Derogatory queer-coding is not the only kind still in use, however. The more neutral or even relatively “positive” queer coding of the Hays Code era also persist. This, too, can be a problem, often decried as a way for filmmakers to draw in LGBTQ+ audiences without providing the explicit, affirming representation many argue is needed (“queer-baiting”), partly in order to avoid alienating homophobic viewers. A recent variation on this trend has been to quietly queer-code a character for several episodes before finally making their LGBTQ+ identity explicit, and then promptly killing them off, much discussed particularly after its occurrence in ‘The 100’ (2016).

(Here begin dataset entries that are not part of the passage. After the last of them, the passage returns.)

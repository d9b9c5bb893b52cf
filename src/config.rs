// =============================================================================
// Bridge configuration — closed, typed tunables with atomic save
// =============================================================================
//
// Every knob the bridge recognizes lives here as a named field, never in an
// open-ended map. Persistence uses the same atomic tmp + rename pattern the
// rest of this codebase's config layer uses, so a crash mid-write never
// corrupts the file on disk. All fields carry `#[serde(default = "...")]`
// so a config file missing newer fields still loads.

use std::collections::HashMap;
use std::path::Path;

use anyhow::{Context, Result};
use serde::{Deserialize, Serialize};
use tracing::info;

use crate::types::AssetClass;

fn default_bind_addr() -> String {
    "0.0.0.0:8080".to_string()
}

fn default_max_risk_pct() -> HashMap<String, f64> {
    [
        (AssetClass::Futures.to_string(), 3.0),
        (AssetClass::Forex.to_string(), 2.0),
        (AssetClass::Crypto.to_string(), 15.0),
        (AssetClass::Stocks.to_string(), 5.0),
        (AssetClass::Other.to_string(), 10.0),
    ]
    .into_iter()
    .collect()
}

fn default_min_risk_pct_warn() -> f64 {
    0.1
}

fn default_min_rr_ratio() -> f64 {
    0.5
}

fn default_warn_rr_ratio() -> f64 {
    1.0
}

fn default_warn_rr_ceiling() -> f64 {
    10.0
}

fn default_max_latency_secs() -> i64 {
    300
}

fn default_warn_latency_secs() -> i64 {
    120
}

fn default_duplicate_window_secs() -> i64 {
    300
}

fn default_duplicate_price_tolerance_pct() -> f64 {
    0.1
}

fn default_proximity_close_ratio() -> f64 {
    0.10
}

fn default_proximity_mid_ratio() -> f64 {
    0.30
}

fn default_poll_interval_close_secs() -> u64 {
    5
}

fn default_poll_interval_mid_secs() -> u64 {
    15
}

fn default_poll_interval_far_secs() -> u64 {
    60
}

fn default_min_poll_interval_secs() -> u64 {
    1
}

fn default_max_poll_interval_secs() -> u64 {
    300
}

fn default_monitor_cycle_secs() -> u64 {
    3
}

fn default_monitor_batch_limit() -> usize {
    200
}

fn default_price_cache_ttl_secs() -> u64 {
    10
}

fn default_webhook_timeout_secs() -> u64 {
    10
}

fn default_webhook_retry_delays_secs() -> Vec<u64> {
    vec![1, 5, 30]
}

fn default_max_consecutive_failures() -> u32 {
    10
}

fn default_delivery_concurrency() -> usize {
    10
}

fn default_dev_webhook_secret() -> String {
    "dev-only-change-me".to_string()
}

fn default_precision_ceiling() -> HashMap<String, u32> {
    [
        (AssetClass::Futures.to_string(), 2),
        (AssetClass::Forex.to_string(), 5),
        (AssetClass::Crypto.to_string(), 8),
        (AssetClass::Stocks.to_string(), 2),
        (AssetClass::Other.to_string(), 8),
    ]
    .into_iter()
    .collect()
}

/// Closed set of tunables recognized by the bridge (spec §6 "Configuration
/// options recognized").
#[derive(Debug, Clone, Serialize, Deserialize)]
pub struct BridgeConfig {
    #[serde(default = "default_bind_addr")]
    pub bind_addr: String,

    /// Per-asset-class max risk distance, as a percentage of entry price.
    #[serde(default = "default_max_risk_pct")]
    pub max_risk_pct: HashMap<String, f64>,

    /// Below this risk-distance percentage, the validator emits a warning
    /// (the stop may be unrealistically tight for the instrument).
    #[serde(default = "default_min_risk_pct_warn")]
    pub min_risk_pct_warn: f64,

    #[serde(default = "default_min_rr_ratio")]
    pub min_rr_ratio: f64,
    #[serde(default = "default_warn_rr_ratio")]
    pub warn_rr_ratio: f64,
    #[serde(default = "default_warn_rr_ceiling")]
    pub warn_rr_ceiling: f64,

    #[serde(default = "default_max_latency_secs")]
    pub max_latency_secs: i64,
    #[serde(default = "default_warn_latency_secs")]
    pub warn_latency_secs: i64,

    #[serde(default = "default_precision_ceiling")]
    pub precision_ceiling: HashMap<String, u32>,

    #[serde(default = "default_duplicate_window_secs")]
    pub duplicate_window_secs: i64,
    #[serde(default = "default_duplicate_price_tolerance_pct")]
    pub duplicate_price_tolerance_pct: f64,

    #[serde(default = "default_proximity_close_ratio")]
    pub proximity_close_ratio: f64,
    #[serde(default = "default_proximity_mid_ratio")]
    pub proximity_mid_ratio: f64,

    #[serde(default = "default_poll_interval_close_secs")]
    pub poll_interval_close_secs: u64,
    #[serde(default = "default_poll_interval_mid_secs")]
    pub poll_interval_mid_secs: u64,
    #[serde(default = "default_poll_interval_far_secs")]
    pub poll_interval_far_secs: u64,
    #[serde(default = "default_min_poll_interval_secs")]
    pub min_poll_interval_secs: u64,
    #[serde(default = "default_max_poll_interval_secs")]
    pub max_poll_interval_secs: u64,

    #[serde(default = "default_monitor_cycle_secs")]
    pub monitor_cycle_secs: u64,
    #[serde(default = "default_monitor_batch_limit")]
    pub monitor_batch_limit: usize,
    #[serde(default = "default_price_cache_ttl_secs")]
    pub price_cache_ttl_secs: u64,

    #[serde(default = "default_webhook_timeout_secs")]
    pub webhook_timeout_secs: u64,
    #[serde(default = "default_webhook_retry_delays_secs")]
    pub webhook_retry_delays_secs: Vec<u64>,
    #[serde(default = "default_max_consecutive_failures")]
    pub max_consecutive_failures: u32,
    #[serde(default = "default_delivery_concurrency")]
    pub delivery_concurrency: usize,

    /// Default HMAC secret used only for the auto-created "AutoBridge"
    /// provider in development. Real providers get their own random secret
    /// at creation time (see `model::provider::Provider::create`).
    #[serde(default = "default_dev_webhook_secret")]
    pub dev_webhook_secret: String,
}

impl Default for BridgeConfig {
    fn default() -> Self {
        Self {
            bind_addr: default_bind_addr(),
            max_risk_pct: default_max_risk_pct(),
            min_risk_pct_warn: default_min_risk_pct_warn(),
            min_rr_ratio: default_min_rr_ratio(),
            warn_rr_ratio: default_warn_rr_ratio(),
            warn_rr_ceiling: default_warn_rr_ceiling(),
            max_latency_secs: default_max_latency_secs(),
            warn_latency_secs: default_warn_latency_secs(),
            precision_ceiling: default_precision_ceiling(),
            duplicate_window_secs: default_duplicate_window_secs(),
            duplicate_price_tolerance_pct: default_duplicate_price_tolerance_pct(),
            proximity_close_ratio: default_proximity_close_ratio(),
            proximity_mid_ratio: default_proximity_mid_ratio(),
            poll_interval_close_secs: default_poll_interval_close_secs(),
            poll_interval_mid_secs: default_poll_interval_mid_secs(),
            poll_interval_far_secs: default_poll_interval_far_secs(),
            min_poll_interval_secs: default_min_poll_interval_secs(),
            max_poll_interval_secs: default_max_poll_interval_secs(),
            monitor_cycle_secs: default_monitor_cycle_secs(),
            monitor_batch_limit: default_monitor_batch_limit(),
            price_cache_ttl_secs: default_price_cache_ttl_secs(),
            webhook_timeout_secs: default_webhook_timeout_secs(),
            webhook_retry_delays_secs: default_webhook_retry_delays_secs(),
            max_consecutive_failures: default_max_consecutive_failures(),
            delivery_concurrency: default_delivery_concurrency(),
            dev_webhook_secret: default_dev_webhook_secret(),
        }
    }
}

impl BridgeConfig {
    pub fn max_risk_pct_for(&self, class: AssetClass) -> f64 {
        self.max_risk_pct
            .get(&class.to_string())
            .copied()
            .unwrap_or(10.0)
    }

    pub fn precision_ceiling_for(&self, class: AssetClass) -> u32 {
        self.precision_ceiling
            .get(&class.to_string())
            .copied()
            .unwrap_or(8)
    }

    /// Load configuration from a JSON file at `path`.
    pub fn load(path: impl AsRef<Path>) -> Result<Self> {
        let path = path.as_ref();
        let content = std::fs::read_to_string(path)
            .with_context(|| format!("failed to read bridge config from {}", path.display()))?;
        let config: Self = serde_json::from_str(&content)
            .with_context(|| format!("failed to parse bridge config from {}", path.display()))?;
        info!(path = %path.display(), "bridge config loaded");
        Ok(config)
    }

    /// Persist the current configuration to `path` using an atomic write
    /// (write to `.tmp`, then rename).
    pub fn save(&self, path: impl AsRef<Path>) -> Result<()> {
        let path = path.as_ref();
        let content =
            serde_json::to_string_pretty(self).context("failed to serialize bridge config")?;
        let tmp_path = path.with_extension("json.tmp");
        std::fs::write(&tmp_path, &content)
            .with_context(|| format!("failed to write tmp config to {}", tmp_path.display()))?;
        std::fs::rename(&tmp_path, path)
            .with_context(|| format!("failed to rename tmp config to {}", path.display()))?;
        info!(path = %path.display(), "bridge config saved (atomic)");
        Ok(())
    }
}

#[cfg(test)]
mod tests {
    use super::*;

    #[test]
    fn default_config_has_expected_values() {
        let cfg = BridgeConfig::default();
        assert_eq!(cfg.min_rr_ratio, 0.5);
        assert_eq!(cfg.max_consecutive_failures, 10);
        assert_eq!(cfg.webhook_retry_delays_secs, vec![1, 5, 30]);
        assert_eq!(cfg.max_risk_pct_for(AssetClass::Crypto), 15.0);
        assert_eq!(cfg.max_risk_pct_for(AssetClass::Forex), 2.0);
    }

    #[test]
    fn deserialize_empty_json_uses_defaults() {
        let cfg: BridgeConfig = serde_json::from_str("{}").unwrap();
        assert_eq!(cfg.proximity_close_ratio, 0.10);
        assert_eq!(cfg.poll_interval_far_secs, 60);
    }

    #[test]
    fn deserialize_partial_json_fills_defaults() {
        let json = r#"{ "min_rr_ratio": 0.8 }"#;
        let cfg: BridgeConfig = serde_json::from_str(json).unwrap();
        assert_eq!(cfg.min_rr_ratio, 0.8);
        assert_eq!(cfg.max_consecutive_failures, 10);
    }

    #[test]
    fn roundtrip_serialization() {
        let cfg = BridgeConfig::default();
        let json = serde_json::to_string(&cfg).unwrap();
        let cfg2: BridgeConfig = serde_json::from_str(&json).unwrap();
        assert_eq!(cfg.min_rr_ratio, cfg2.min_rr_ratio);
        assert_eq!(cfg.webhook_retry_delays_secs, cfg2.webhook_retry_delays_secs);
    }

    #[test]
    fn save_then_load_roundtrips_through_disk() {
        let cfg = BridgeConfig::default();
        let dir = std::env::temp_dir().join(format!("aurora-bridge-test-{}", uuid::Uuid::new_v4()));
        std::fs::create_dir_all(&dir).unwrap();
        let path = dir.join("bridge_config.json");
        cfg.save(&path).unwrap();
        let loaded = BridgeConfig::load(&path).unwrap();
        assert_eq!(loaded.min_rr_ratio, cfg.min_rr_ratio);
        std::fs::remove_dir_all(&dir).ok();
    }
}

And so we must consider the place of codes in the LGBTQ+ community today. There is a certain romance in the old flower symbolism (I like to wear a faux violet or green carnation as a sort of Pride flag for a bit of fun) and I’d be lying if I said I have never flirted through the medium of historical queer literature. But queer codes hearken back to days of secrecy and oppression, and the continual use of them in the media is not only a lazy refusal to promote understanding and acceptance of LGBTQ+ identities in ever-widening audiences, but can even actively foster bigoted perceptions and the very structures that necessitated the use of codes in the first place.